As a teacher, I often saw the effects of ‘summer slide’— the term we used to categorize the slipping of knowledge over the summer. In fact, we usually spent the first few weeks of each school year trying to get most of our students back to where they left off at the end of the last school year.
There are many ways to slow or reverse summer slide, one of which is to keep practicing skills during the break. But it’s summer after all, so it’s also important to make it F-U-N. Here are a few favorite learning games you can make with supplies found at your local Family Dollar. Getting these games ready now means you’ll have them on hand to play during rainy days, car trips and quiet time—and help stop that summer slide while your child thinks they are just playing games.
Clothespin ABCs and 1,2,3s
A pack of clothespins becomes a learning game with the help of a marker and a piece of cardboard. Write numbers on one side of each pin, and letters on the other. The numbers and letters you write depend upon the skills you wish to reinforce as well as the level of your child. For example, if you want to practice capital and lower case letters then write a capital and lower case on separate clothespins for each letter of the alphabet. Kids then find the two that match and clip them together on the cardboard. Or, practice spelling words the same way—clip letters on the cardboard to spell common sight words.
Practice math skills like counting by 5s by numbering the pins by 5s, and your child can clip the numbers in order down the side of the cardboard. Or, write math problems on the cardboard and have your child clip the clothespin with the answer next to it. Easy, fun, portable, and inexpensive to boot!
This game is fun and gets kids moving! Using a permanent marker, draw lines to create sections on a playground ball. Write a number or letter in each space, depending on whether you want to practice language arts or math. Then, toss the ball and have the child catch the ball with two hands. Whoever catches the ball looks under their right thumb for the letter or number they’ll use for that turn. If you want to practice reading, have them come up with an animal (or food, or place) that starts with that letter. For spelling, perhaps challenge them to spell a word that begins with that letter. If you are practicing math, have them add/subtract/multiply the numbers they find under each thumb when they catch with both hands. It’s extra funny for them when they throw it back and watch you have your turn!
Dry Erase Boards
Kids love portable dry erase boards, so this is a winner! Like the other games above, how you play depends on the skill and level of your child. Here are a few ideas:
- Say a word (or show a picture) and have them spell it on their board
- Say a number and have them write it and draw dots to show how many it is
- Write and solve math problems
- Write words and circle a specific sound (like ‘ch’ or ‘sh’ or ‘th’)
- Say a word that has two meanings (pear/pair) and have them draw pictures of each—and then write the correct spelling underneath
- Write various words on the board and have your child erase them according to clues: “erase a word that means _____, or erase a word that has three vowels”

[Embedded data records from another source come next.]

pub mod filesystem;
pub mod pdf;
use std::io;

use thiserror::Error;

/// Library-wide error type for qapdf operations.
///
/// Every variant is fatal for the command that raised it. Failures scoped to
/// a single question/answer pair are reported through [`PairError`] instead.
#[derive(Debug, Error)]
pub enum AppError {
    /// Underlying I/O failure.
    #[error(transparent)]
    Io(#[from] io::Error),

    /// Input directory does not exist or is not a directory.
    #[error("Questions folder '{0}' not found")]
    InputDirNotFound(String),

    /// Question identifier is invalid.
    #[error("Invalid question identifier '{0}': must be one or more ASCII digits")]
    InvalidQuestionId(String),

    /// Configuration value failed validation.
    #[error("Invalid configuration: {0}")]
    InvalidConfig(String),

    /// Explicitly requested config file is missing.
    #[error("Config file not found: {0}")]
    ConfigMissing(String),

    /// TOML parsing error.
    #[error("TOML parse error: {0}")]
    TomlParseError(#[from] toml::de::Error),

    /// Path escapes the directory a store is rooted at.
    #[error("Path traversal detected: {0}")]
    PathTraversal(String),

    /// Report serialization failed.
    #[error("Failed to serialize report: {0}")]
    Serialization(String),
}

impl AppError {
    pub fn config_error<S: Into<String>>(message: S) -> Self {
        AppError::InvalidConfig(message.into())
    }

    /// Provide an `io::ErrorKind`-like view for callers.
    pub fn kind(&self) -> io::ErrorKind {
        match self {
            AppError::Io(err) => err.kind(),
            AppError::InvalidQuestionId(_)
            | AppError::InvalidConfig(_)
            | AppError::TomlParseError(_)
            | AppError::PathTraversal(_) => io::ErrorKind::InvalidInput,
            AppError::InputDirNotFound(_) | AppError::ConfigMissing(_) => io::ErrorKind::NotFound,
            AppError::Serialization(_) => io::ErrorKind::Other,
        }
    }
}

/// Failure of a single question/answer pair.
///
/// These never abort a batch; they are collected into the conversion report.
#[derive(Debug, Clone, PartialEq, Eq, Error)]
pub enum PairError {
    #[error("answer file not found: {0}")]
    MissingAnswer(String),

    #[error("question file not found: {0}")]
    MissingQuestion(String),

    #[error("could not read image {path}: {reason}")]
    UnreadableImage { path: String, reason: String },

    #[error("could not render document: {0}")]
    Render(String),

    #[error("could not write {path}: {reason}")]
    WriteFailed { path: String, reason: String },
}

impl PairError {
    /// Short machine-friendly tag for reports.
    pub fn code(&self) -> &'static str {
        match self {
            PairError::MissingAnswer(_) => "missing_answer",
            PairError::MissingQuestion(_) => "missing_question",
            PairError::UnreadableImage { .. } => "unreadable_image",
            PairError::Render(_) => "render_failed",
            PairError::WriteFailed { .. } => "write_failed",
        }
    }
}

That’s just the tip of the iceberg! There are many different possibilities for this activity. Plus, the boards are totally portable so bring them outside and use them for nature writing, or on car rides for boredom-busting fun!
Cookie Sheet Words
Magnetic letters will often stick to cookie sheets (test them before you buy, though) and kids love making words and sentences with them. Skills like sight words, spelling, and sentence writing are so much more fun on a cookie sheet! We also use magnets with pictures as story starters for telling stories. Who knew baking sheets could cook up a host of different learning games?
Hopefully those ideas will start you off on a summer of learning fun. Ordinary household objects really can turn into games once you start thinking outside of the box, just browse the aisles of Family Dollar or peek inside your own kitchen to find ways to learn with the simplest of objects. After all, the only sliding you should do this summer is on the playground. Wheeee!